In this context it stands out clearly that Paul and the rest of the New Testament see the “resurrection” of Jesus as the restoration of his life that had been extinguished in death, as the transformation of his physical body that had been buried in the tomb, and as his translation into a mode of life expected only at the end of the age, namely incorruptibility and immortality. The notion that Paul (or any other New Testament witness) could have conceived of Jesus’ “resurrection” merely as the survival his spirit or justness of his cause, is highly implausible.
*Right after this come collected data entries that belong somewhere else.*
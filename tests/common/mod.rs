//! Shared test infrastructure for light show integration tests

#![allow(dead_code)] // Items used across multiple test files; Rust analyzes per-file

use std::cell::{Cell, RefCell};
use std::rc::Rc;

use myrtio_light_show::{Duration, FrameContext, Instant, OutputDriver, OutputError, TimeSource};

// ============================================================================
// Float comparison
// ============================================================================

pub const EPSILON: f64 = 1e-9;

pub fn approx(a: f64, b: f64) -> bool {
    (a - b).abs() < 1e-6
}

#[track_caller]
pub fn assert_approx(actual: f64, expected: f64) {
    assert!(
        approx(actual, expected),
        "expected {expected}, got {actual}"
    );
}

#[track_caller]
pub fn assert_near(actual: f64, expected: f64, tolerance: f64) {
    assert!(
        (actual - expected).abs() <= tolerance,
        "expected {expected} ± {tolerance}, got {actual}"
    );
}

/// Frame with the given timecode and delta, in seconds
pub fn frame(timecode: f64, time_delta: f64) -> FrameContext {
    FrameContext::new(timecode, time_delta)
}

// ============================================================================
// Mock clock
// ============================================================================

/// Manually driven clock
///
/// Every `now()` call returns the current time and then moves it forward
/// by `auto_step`, so a scheduler that reads the clock before and after an
/// update sees that update cost `auto_step`.
pub struct ManualClock {
    micros: Cell<u64>,
    auto_step: Cell<u64>,
}

impl ManualClock {
    pub fn new() -> Self {
        Self {
            micros: Cell::new(0),
            auto_step: Cell::new(0),
        }
    }

    pub fn advance(&self, duration: Duration) {
        self.micros.set(self.micros.get() + duration.as_micros());
    }

    pub fn set_auto_step(&self, duration: Duration) {
        self.auto_step.set(duration.as_micros());
    }
}

impl TimeSource for ManualClock {
    fn now(&self) -> Instant {
        let now = self.micros.get();
        self.micros.set(now + self.auto_step.get());
        Instant::from_micros(now)
    }
}

// ============================================================================
// Mock drivers
// ============================================================================

/// Driver that records every frame it is handed
#[derive(Clone, Default)]
pub struct RecordingDriver {
    frames: Rc<RefCell<Vec<Vec<u8>>>>,
}

impl RecordingDriver {
    pub fn new() -> Self {
        Self::default()
    }

    pub fn frames(&self) -> Vec<Vec<u8>> {
        self.frames.borrow().clone()
    }

    pub fn last_frame(&self) -> Option<Vec<u8>> {
        self.frames.borrow().last().cloned()
    }

    pub fn frame_count(&self) -> usize {
        self.frames.borrow().len()
    }
}

impl OutputDriver for RecordingDriver {
    fn write(&mut self, data: &[u8]) -> Result<(), OutputError> {
        self.frames.borrow_mut().push(data.to_vec());
        Ok(())
    }
}

/// Driver whose transport is always down
#[derive(Clone, Default)]
pub struct FailingDriver {
    attempts: Rc<Cell<usize>>,
}

impl FailingDriver {
    pub fn new() -> Self {
        Self::default()
    }

    pub fn attempts(&self) -> usize {
        self.attempts.get()
    }
}

impl OutputDriver for FailingDriver {
    fn write(&mut self, _data: &[u8]) -> Result<(), OutputError> {
        self.attempts.set(self.attempts.get() + 1);
        Err(OutputError::Unavailable)
    }
}
//! Colour helpers on top of `smart-leds` types
//!
//! The animation core works with unit floats (`0.0..=1.0`); conversion to
//! bytes happens only when channel data is written.

use smart_leds::{RGB8, hsv::Hsv as HSV};

pub use smart_leds::hsv::hsv2rgb;

pub type Rgb = RGB8;
pub type Hsv = HSV;

/// Quantize a unit float to a channel byte, truncating like a DMX fader
#[allow(clippy::cast_possible_truncation, clippy::cast_sign_loss)]
pub fn unit_to_byte(value: f64) -> u8 {
    (value.clamp(0.0, 1.0) * 255.0) as u8
}

pub fn byte_to_unit(value: u8) -> f64 {
    f64::from(value) / 255.0
}

/// Hue wraps around the colour wheel, so `1.0` maps back onto `0.0`
pub fn hue_to_byte(hue: f64) -> u8 {
    let wrapped = hue - libm::floor(hue);
    unit_to_byte(wrapped)
}

/// Unit HSV to RGB bytes
pub fn hsv_to_rgb(hue: f64, saturation: f64, value: f64) -> Rgb {
    hsv2rgb(Hsv {
        hue: hue_to_byte(hue),
        sat: unit_to_byte(saturation),
        val: unit_to_byte(value),
    })
}

/// Unit RGB to unit hue and saturation
pub fn rgb_to_hue_saturation(red: f64, green: f64, blue: f64) -> (f64, f64) {
    let hsv = rgb2hsv(Rgb {
        r: unit_to_byte(red),
        g: unit_to_byte(green),
        b: unit_to_byte(blue),
    });
    (byte_to_unit(hsv.hue), byte_to_unit(hsv.sat))
}

/// Convert RGB to HSV (all channels are 0-255).
///
/// Hue is represented on a 0-255 circle, matching `smart_leds::hsv::Hsv`.
#[allow(
    clippy::cast_lossless,
    clippy::cast_possible_truncation,
    clippy::cast_sign_loss
)]
pub fn rgb2hsv(rgb: Rgb) -> Hsv {
    let Rgb { r, g, b } = rgb;

    let max = r.max(g).max(b);
    let min = r.min(g).min(b);
    let delta = max - min;

    let sat = if max == 0 {
        0
    } else {
        ((u16::from(delta) * 255) / u16::from(max)) as u8
    };

    // 0, 85 and 171 are the red, green and blue sector offsets
    let sector = |offset: i16, a: u8, b: u8| {
        let h = offset + (43i16 * (i16::from(a) - i16::from(b))) / i16::from(delta);
        h.rem_euclid(256) as u8
    };
    let hue = if delta == 0 {
        0
    } else if max == r {
        sector(0, g, b)
    } else if max == g {
        sector(85, b, r)
    } else {
        sector(171, r, g)
    };

    Hsv { hue, sat, val: max }
}
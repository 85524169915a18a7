use crate::effect::Effect;
use crate::element::{Attributes, Role};
use crate::envelope::{Envelope, EnvelopeProfile, EnvelopeSegment};
use crate::show::FrameContext;
use crate::tween::Tween;

/// Scripted shifts of hue, saturation and intensity
///
/// Each channel is an independent sequence of `start -> end` shifts. Hue
/// and saturation replace the target's colour; intensity scales it. All
/// sequences loop forever unless [`ColorShiftEffect::set_loop`] says
/// otherwise.
#[derive(Debug, Clone, PartialEq)]
pub struct ColorShiftEffect {
    hue: Envelope,
    saturation: Envelope,
    intensity: Envelope,
    active: bool,
}

fn shift(start: f64, end: f64, duration: f64, shape: Tween) -> EnvelopeSegment {
    EnvelopeSegment::new(EnvelopeProfile::new(shape, start, end - start, duration))
}

impl ColorShiftEffect {
    pub fn new() -> Self {
        Self {
            hue: Envelope::new(-1),
            saturation: Envelope::new(-1),
            intensity: Envelope::new(-1),
            active: true,
        }
    }

    pub fn add_hue_shift(&mut self, start: f64, end: f64, duration: f64, shape: Tween) -> &mut Self {
        self.hue.push(shift(start, end, duration, shape));
        self
    }

    pub fn add_saturation_shift(
        &mut self,
        start: f64,
        end: f64,
        duration: f64,
        shape: Tween,
    ) -> &mut Self {
        self.saturation.push(shift(start, end, duration, shape));
        self
    }

    pub fn add_intensity_shift(
        &mut self,
        start: f64,
        end: f64,
        duration: f64,
        shape: Tween,
    ) -> &mut Self {
        self.intensity.push(shift(start, end, duration, shape));
        self
    }

    /// Loop count for every channel; `0` plays the shifts once and holds
    pub fn set_loop(&mut self, loops: i64) -> &mut Self {
        for envelope in [&mut self.hue, &mut self.saturation, &mut self.intensity] {
            envelope.set_loop(loops);
            envelope.reset();
        }
        self
    }

    pub const fn is_active(&self) -> bool {
        self.active
    }

    pub const fn hue(&self) -> &Envelope {
        &self.hue
    }

    pub const fn saturation(&self) -> &Envelope {
        &self.saturation
    }

    pub const fn intensity(&self) -> &Envelope {
        &self.intensity
    }
}

impl Default for ColorShiftEffect {
    fn default() -> Self {
        Self::new()
    }
}

impl Effect for ColorShiftEffect {
    fn trigger(&mut self, intensity: f64) {
        if intensity > 0.0 {
            self.reset();
            self.active = true;
        } else {
            self.active = false;
        }
    }

    fn advance(&mut self, frame: &FrameContext) {
        if !self.active {
            return;
        }
        for envelope in [&mut self.hue, &mut self.saturation, &mut self.intensity] {
            if !envelope.is_empty() {
                envelope.update(frame.time_delta);
            }
        }
    }

    fn apply(&mut self, _target: usize, attributes: &mut Attributes) {
        if !self.active {
            return;
        }
        if !self.hue.is_empty() {
            attributes.set(Role::Hue, self.hue.value());
        }
        if !self.saturation.is_empty() {
            attributes.set(Role::Saturation, self.saturation.value());
        }
        if !self.intensity.is_empty() {
            attributes.intensity *= self.intensity.value();
        }
    }

    fn reset(&mut self) {
        self.hue.reset();
        self.saturation.reset();
        self.intensity.reset();
    }
}
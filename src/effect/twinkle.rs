use alloc::vec::Vec;

use rand::rngs::SmallRng;
use rand::{Rng, SeedableRng};

use crate::effect::Effect;
use crate::element::Attributes;
use crate::envelope::{AdsrConfig, AdsrEnvelope, GateState};
use crate::show::FrameContext;
use crate::tween::Tween;

/// Timing and level ranges for [`TwinkleEffect`], all in seconds or unit
/// intensity
#[derive(Debug, Clone, Copy, PartialEq)]
pub struct TwinkleConfig {
    pub on_min: f64,
    pub on_max: f64,
    pub off_min: f64,
    pub off_max: f64,
    pub intensity_min: f64,
    pub intensity_max: f64,
    pub attack: f64,
    pub release: f64,
    pub seed: u64,
}

impl Default for TwinkleConfig {
    fn default() -> Self {
        Self {
            on_min: 0.1,
            on_max: 0.5,
            off_min: 0.5,
            off_max: 2.0,
            intensity_min: 0.1,
            intensity_max: 1.0,
            attack: 0.1,
            release: 0.3,
            seed: 1,
        }
    }
}

#[derive(Debug, Clone)]
struct Sparkle {
    envelope: AdsrEnvelope,
    level: f64,
    lit: bool,
    remaining: f64,
}

/// Random sparkles, independent for every target
///
/// Each target alternates between dark and lit spells of random length.
/// A lit spell fades up to a random level and back down again. The
/// sparkle never dims a target below what it already shows.
#[derive(Debug, Clone)]
pub struct TwinkleEffect {
    config: TwinkleConfig,
    adsr: AdsrConfig,
    rng: SmallRng,
    sparkles: Vec<Sparkle>,
    delta: f64,
    running: bool,
}

fn sample(rng: &mut SmallRng, low: f64, high: f64) -> f64 {
    if high > low {
        rng.gen_range(low..high)
    } else {
        low
    }
}

impl TwinkleEffect {
    pub fn new(config: TwinkleConfig) -> Self {
        let adsr = AdsrConfig {
            peak: 1.0,
            sustain: 1.0,
            attack: config.attack,
            attack_shape: Tween::Linear,
            decay: 0.0,
            decay_shape: Tween::Linear,
            release: config.release,
            release_shape: Tween::Linear,
        };
        Self {
            config,
            adsr,
            rng: SmallRng::seed_from_u64(config.seed),
            sparkles: Vec::new(),
            delta: 0.0,
            running: true,
        }
    }

    pub const fn config(&self) -> &TwinkleConfig {
        &self.config
    }

    pub const fn is_running(&self) -> bool {
        self.running
    }

    fn sparkle(&mut self, target: usize) -> (&mut Sparkle, &mut SmallRng) {
        while self.sparkles.len() <= target {
            let remaining = sample(&mut self.rng, 0.0, self.config.off_max);
            self.sparkles.push(Sparkle {
                envelope: AdsrEnvelope::new(self.adsr),
                level: 0.0,
                lit: false,
                remaining,
            });
        }
        (&mut self.sparkles[target], &mut self.rng)
    }
}

impl Default for TwinkleEffect {
    fn default() -> Self {
        Self::new(TwinkleConfig::default())
    }
}

impl Effect for TwinkleEffect {
    fn trigger(&mut self, intensity: f64) {
        self.running = intensity > 0.0;
    }

    fn advance(&mut self, frame: &FrameContext) {
        self.delta = frame.time_delta;
    }

    fn apply(&mut self, target: usize, attributes: &mut Attributes) {
        let config = self.config;
        let delta = self.delta;
        let running = self.running;
        let (sparkle, rng) = self.sparkle(target);

        if running {
            sparkle.remaining -= delta;
            if sparkle.remaining <= 0.0 {
                if sparkle.lit {
                    sparkle.envelope.trigger(GateState::Off, 1.0, false);
                    sparkle.lit = false;
                    sparkle.remaining = sample(rng, config.off_min, config.off_max);
                } else {
                    sparkle.level = sample(rng, config.intensity_min, config.intensity_max);
                    sparkle.envelope.trigger(GateState::On, 1.0, false);
                    sparkle.lit = true;
                    sparkle.remaining = sample(rng, config.on_min, config.on_max);
                }
            }
        } else if sparkle.lit {
            sparkle.envelope.trigger(GateState::Off, 1.0, false);
            sparkle.lit = false;
        }

        let value = sparkle.envelope.update(delta);
        attributes.intensity = attributes.intensity.max(sparkle.level * value);
    }

    fn reset(&mut self) {
        self.sparkles.clear();
        self.rng = SmallRng::seed_from_u64(self.config.seed);
    }
}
Now we have another piece of the puzzle to help us understand the meaning of Jesus’ resurrection. The early disciples, the first Christians, understood Jesus’ resurrection as an “end time” event. He was saved from death by God through the restoration of his life and transformation of the body in which he had been born and lived, performed his works, and died on a cross.

“Who is this?” He is the beginning of the resurrection of the dead, the end of the age of sin and death and the beginning of the new age of eternal life. Through his resurrection Jesus’ universal significance is revealed, for the resurrection of the dead is about the destiny of the whole world, all time and space, and everyone. And because his resurrection possesses universal significance, so does his death, his teaching, his acts, and his birth.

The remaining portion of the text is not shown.